Sekarang, gadis kecil itu sudah beranjak dewasa. Sedang menangis mengingat bundanya yang sudah meninggal setahun yang lalu, juga mengingat sepotong dongeng yang diceritakan bunda pada suatu malam.
“Nak, bunda ingin sekali bertemu kamu, dan bertemu pria itu di tempat yang sama, suatu ketika.”
“Emang bisa, Bunda?”
“Bisa, Nak. Tapi hanya orang-orang beruntung yang bisa bertemu dengannya.”

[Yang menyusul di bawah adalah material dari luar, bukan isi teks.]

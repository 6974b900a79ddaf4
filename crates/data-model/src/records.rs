// Copyright 2026 Element Creations Ltd.
//
// SPDX-License-Identifier: AGPL-3.0-only OR LicenseRef-Element-Commercial
// Please see LICENSE files in the repository root for full details.

use std::{fmt, str::FromStr};

use chrono::{DateTime, Utc};
use schemars::JsonSchema;
use serde::{Deserialize, Serialize};
use thiserror::Error;
use ulid::Ulid;

/// The collections of the operational datastore which hold records subject to
/// retention
#[derive(
    Debug, Clone, Copy, PartialEq, Eq, Hash, Default, Serialize, Deserialize, JsonSchema,
)]
#[serde(rename_all = "snake_case")]
pub enum Collection {
    /// The event log, where task events accumulate
    #[default]
    EventLog,

    /// Tasks which are still current
    Tasks,

    /// Archived task executions
    OldTasks,
}

impl Collection {
    /// All the known collections
    pub const ALL: [Self; 3] = [Self::EventLog, Self::Tasks, Self::OldTasks];

    /// The name of the collection in the store
    #[must_use]
    pub const fn as_str(self) -> &'static str {
        match self {
            Self::EventLog => "event_log",
            Self::Tasks => "tasks",
            Self::OldTasks => "old_tasks",
        }
    }
}

impl fmt::Display for Collection {
    fn fmt(&self, f: &mut fmt::Formatter<'_>) -> fmt::Result {
        f.write_str(self.as_str())
    }
}

/// Error returned when parsing an unknown collection name
#[derive(Debug, Error)]
#[error("unknown collection {0:?}")]
pub struct UnknownCollectionError(String);

impl FromStr for Collection {
    type Err = UnknownCollectionError;

    fn from_str(s: &str) -> Result<Self, Self::Err> {
        Self::ALL
            .into_iter()
            .find(|collection| collection.as_str() == s)
            .ok_or_else(|| UnknownCollectionError(s.to_owned()))
    }
}

/// A document owned by the external store.
///
/// Only the fields needed to decide whether it is eligible for deletion are
/// loaded.
#[derive(Debug, Clone, PartialEq, Eq, Serialize)]
pub struct Record {
    /// Unique key of the record
    pub id: Ulid,

    /// Type discriminator, e.g. `TASK`
    pub kind: String,

    /// When the record was written
    pub ts: DateTime<Utc>,
}

/// Error returned when building a [`RetentionPredicate`] from invalid parts
#[derive(Debug, Error, PartialEq, Eq)]
pub enum InvalidPredicateError {
    /// The kind filter is empty
    #[error("the record kind must not be empty")]
    EmptyKind,
}

/// Defines which records are eligible for deletion: the ones of the given
/// `kind` written at or before `cutoff`.
#[derive(Debug, Clone, PartialEq, Eq)]
pub struct RetentionPredicate {
    kind: String,
    cutoff: DateTime<Utc>,
}

impl RetentionPredicate {
    /// Create a new predicate
    ///
    /// # Errors
    ///
    /// Returns an error if the `kind` is empty or only made of whitespace
    pub fn new(
        kind: impl Into<String>,
        cutoff: DateTime<Utc>,
    ) -> Result<Self, InvalidPredicateError> {
        let kind = kind.into();
        if kind.trim().is_empty() {
            return Err(InvalidPredicateError::EmptyKind);
        }

        Ok(Self { kind, cutoff })
    }

    /// The kind of records this predicate selects
    #[must_use]
    pub fn kind(&self) -> &str {
        &self.kind
    }

    /// The inclusive upper bound on the record timestamp
    #[must_use]
    pub fn cutoff(&self) -> DateTime<Utc> {
        self.cutoff
    }

    /// Whether the given record is eligible for deletion
    #[must_use]
    pub fn matches(&self, record: &Record) -> bool {
        record.kind == self.kind && record.ts <= self.cutoff
    }
}

#[cfg(test)]
mod tests {
    use chrono::{Duration, TimeZone};

    use super::*;

    fn record(kind: &str, ts: DateTime<Utc>) -> Record {
        Record {
            id: Ulid::nil(),
            kind: kind.to_owned(),
            ts,
        }
    }

    #[test]
    fn test_predicate_matches() {
        let cutoff = Utc.with_ymd_and_hms(2014, 2, 27, 21, 23, 26).unwrap();
        let predicate = RetentionPredicate::new("TASK", cutoff).unwrap();

        assert!(predicate.matches(&record("TASK", cutoff - Duration::days(3))));
        // The cutoff is inclusive
        assert!(predicate.matches(&record("TASK", cutoff)));
        assert!(!predicate.matches(&record("TASK", cutoff + Duration::seconds(1))));
        assert!(!predicate.matches(&record("HOST", cutoff - Duration::days(3))));
    }

    #[test]
    fn test_predicate_rejects_empty_kind() {
        let cutoff = Utc.with_ymd_and_hms(2014, 2, 27, 21, 23, 26).unwrap();
        assert_eq!(
            RetentionPredicate::new("", cutoff),
            Err(InvalidPredicateError::EmptyKind)
        );
        assert_eq!(
            RetentionPredicate::new("  ", cutoff),
            Err(InvalidPredicateError::EmptyKind)
        );
    }

    #[test]
    fn test_collection_names() {
        for collection in Collection::ALL {
            assert_eq!(collection.as_str().parse::<Collection>().unwrap(), collection);
        }

        assert_eq!(Collection::default(), Collection::EventLog);
        assert!("events".parse::<Collection>().is_err());
    }
}
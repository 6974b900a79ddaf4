// Copyright 2026 Element Creations Ltd.
//
// SPDX-License-Identifier: AGPL-3.0-only OR LicenseRef-Element-Commercial
// Please see LICENSE files in the repository root for full details.

#![deny(missing_docs, rustdoc::missing_crate_level_docs)]
#![allow(clippy::module_name_repetitions)]
// derive(JSONSchema) uses &str.to_string()
#![allow(clippy::str_to_string)]

//! Configuration of the retention sweeper

pub(crate) mod schema;
mod sections;
pub(crate) mod util;

pub use self::{
    schema::root_schema,
    sections::*,
    util::{ConfigurationSection, ConfigurationSectionExt},
};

“Siapa orang yang beruntung itu, bunda?”
“Mereka yang meneladani dan mencontohnya, yang taat kepada Allah.”
“Aku juga ingin ketemu, bunda. Aku akan meneladani perbuatannya. Dimana aku bisa ketemu dengannya, Bunda.”
“Di syurga, Nak. Suatu saat nanti.”
Pria itu memang Muhammad, penutup para nabi, sebaik-baiknya manusia; yang pernah membalas lemparan batu dengan lemparan doa. Yang mencintai umatnya lebih dari mencintai dirinya sendiri. Yang di akhir hayatnya, masih sempat mengingat dan memperhatikan umatnya; Yang pernah ditunjukkan syurga, tapi tidak tergoda untuk menetap di dalamnya, memilih kembali ke bumi, tak rela melihat umatnya yang masih banyak tersesat. Dialah Muhammad, yang lebih senang memtong tangan putri kesayangannya daripada melihat ketidakadilan yang merajalela; yang dengan tulus memamah dan menyuapi pengemis yahudi sambil mendengarkah hinaan dan cacian terhadap dirinya; yang mengajarkan kita (umatnya) tentang ketuhanan, kebenaran, juga kemanusiaan. Maka, tak inginkah kamu bertemu dengannya?